Pulse Resolved Beam Characterization and Feedback for FLASH-RT Using Radioluminescent Dosimeters

M Ashraf1*, M Rahman1, R Zhang2, B Williams2, J Hoopes1,D Gladstone2, B Pogue1, P Bruza 1(1) Dartmouth College, Thayer Engineering, Hanover, NH,(2) Dartmouth-Hitchcock Med. Ctr., Lebanon, NH

Presentations

TU-F-TRACK 5-5 (Tuesday, 7/27/2021) 4:30 PM - 5:30 PM [Eastern Time (GMT-4)]

Purpose: Beam monitoring for FLASH-RT is challenging due to ultra-high dose rate conditions. In this study, dose-rate independent radioluminescent based techniques are presented for pulse-resolved beam characterization and real-time feedback to a FLASH enabled Linac.

Methods: A modified clinical linac delivered a radially symmetric 10 MeV electron FLASH beam (~300 Gy/s, 1 Gy/Pulse) to isocenter. Lateral projected 2D dose distributions for each linac pulse were imaged in a fluorophore-doped water tank using a time-gated camera. An inverse Abel transform reconstruction provided 3D images for on-axis depth dose values. The central axis depth dose values were compared against film data. For pulse-by-pulse feedback, a scintillating point dosimeter was coupled to a gated integrator and a field programmable gate array (FPGA)-based control system.

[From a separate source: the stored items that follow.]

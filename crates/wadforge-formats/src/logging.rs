//! `tracing` setup for the CLI and span helpers used while opening archives
//!
//! Library code only emits events. Installing a subscriber is left to the
//! binary (or a test) through [`init_with_config`].

use std::sync::atomic::{AtomicBool, Ordering};

use tracing_subscriber::{fmt, prelude::*, EnvFilter};

static SUBSCRIBER_INSTALLED: AtomicBool = AtomicBool::new(false);

/// Install the stderr subscriber with [`TracingConfig::default`]
pub fn init_default() {
    init_with_config(TracingConfig::default());
}

/// Install the stderr subscriber; later calls are no-ops
///
/// `RUST_LOG` overrides `config.filter` when set.
pub fn init_with_config(config: TracingConfig) {
    if SUBSCRIBER_INSTALLED
        .compare_exchange(false, true, Ordering::SeqCst, Ordering::Relaxed)
        .is_err()
    {
        return;
    }

    let filter = EnvFilter::try_from_default_env().unwrap_or_else(|_| EnvFilter::new(&config.filter));
    let layer = fmt::layer()
        .with_writer(std::io::stderr)
        .with_target(config.show_target)
        .with_file(config.show_location)
        .with_line_number(config.show_location);

    // a host application may have installed its own subscriber
    let _ = tracing_subscriber::registry().with(layer).with(filter).try_init();
}

/// Subscriber settings
#[derive(Debug, Clone)]
pub struct TracingConfig {
    /// `EnvFilter` directives, e.g. `"warn,wadforge_formats=debug"`
    pub filter: String,
    /// Print the module path of each event
    pub show_target: bool,
    /// Print source file and line
    pub show_location: bool,
}

impl Default for TracingConfig {
    fn default() -> Self {
        Self {
            filter: "warn,wadforge=info,wadforge_formats=info".to_string(),
            show_target: false,
            show_location: false,
        }
    }
}

impl TracingConfig {
    /// Filter for a `-v` count: 0 warn, 1 info, 2 debug, 3+ trace
    pub fn for_verbosity(verbosity: u8) -> Self {
        let level = match verbosity {
            0 => "warn",
            1 => "info",
            2 => "debug",
            _ => "trace",
        };
        Self {
            filter: level.to_string(),
            show_target: verbosity >= 2,
            show_location: verbosity >= 3,
        }
    }
}

/// Log the outcome of an archive open
#[macro_export]
macro_rules! log_open_complete {
    ($format:expr, $entries:expr) => {
        tracing::debug!(
            format = %$format,
            entries = %$entries,
            "Archive opened"
        )
    };
}

/// Log a failed archive open
#[macro_export]
macro_rules! log_open_error {
    ($format:expr, $error:expr) => {
        tracing::error!(
            format = %$format,
            error = %$error,
            "Archive open failed"
        )
    };
}

/// Run an archive open inside an `open` span and log how it ended
pub fn instrument_open<T, E, F>(format: &str, size: usize, f: F) -> Result<T, E>
where
    E: std::fmt::Display,
    F: FnOnce() -> Result<T, E>,
{
    let span = tracing::info_span!("open", format = %format, size);
    let _guard = span.enter();

    let start = std::time::Instant::now();
    let result = f();
    let duration = start.elapsed();

    match &result {
        Ok(_) => tracing::debug!(elapsed_ms = %duration.as_millis(), "open finished"),
        Err(e) => log_open_error!(format, e),
    }

    result
}

/// Span wrapping a long per-entry loop
pub fn progress_span(operation: &str, total: usize) -> tracing::Span {
    tracing::info_span!("progress", operation = %operation, total = %total)
}

/// Debug event every 1000 items and at the end
pub fn log_progress(current: usize, total: usize) {
    if total > 0 && (current % 1000 == 0 || current == total) {
        let percent = (current as f64 / total as f64 * 100.0) as u32;
        tracing::debug!(current = %current, total = %total, percent = %percent, "progress");
    }
}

Results: The camera images were reconstructed at a spatial resolution of 0.5 mm. The Dmax, R₅₀, and Rp measured with film and camera based method agreed to within 1 mm for a 1.5 cm circular beam and the beam with jaws wide open (40 x 40 cm²). Central axis cross beam profiles for both beams agreed with film data with > 95% passing rate (2%/2mm gamma criteria). Beam energy measurements based on the R50 criteria using optical measurements revealed a stable beam energy between adjacent pulses. However, a ramp-up period was observed where the dose per pulse increased for the first few pulses and then stabilized. The dose-read out scheme for individual pulses using the gated integrator and the FPGA based system was characterized.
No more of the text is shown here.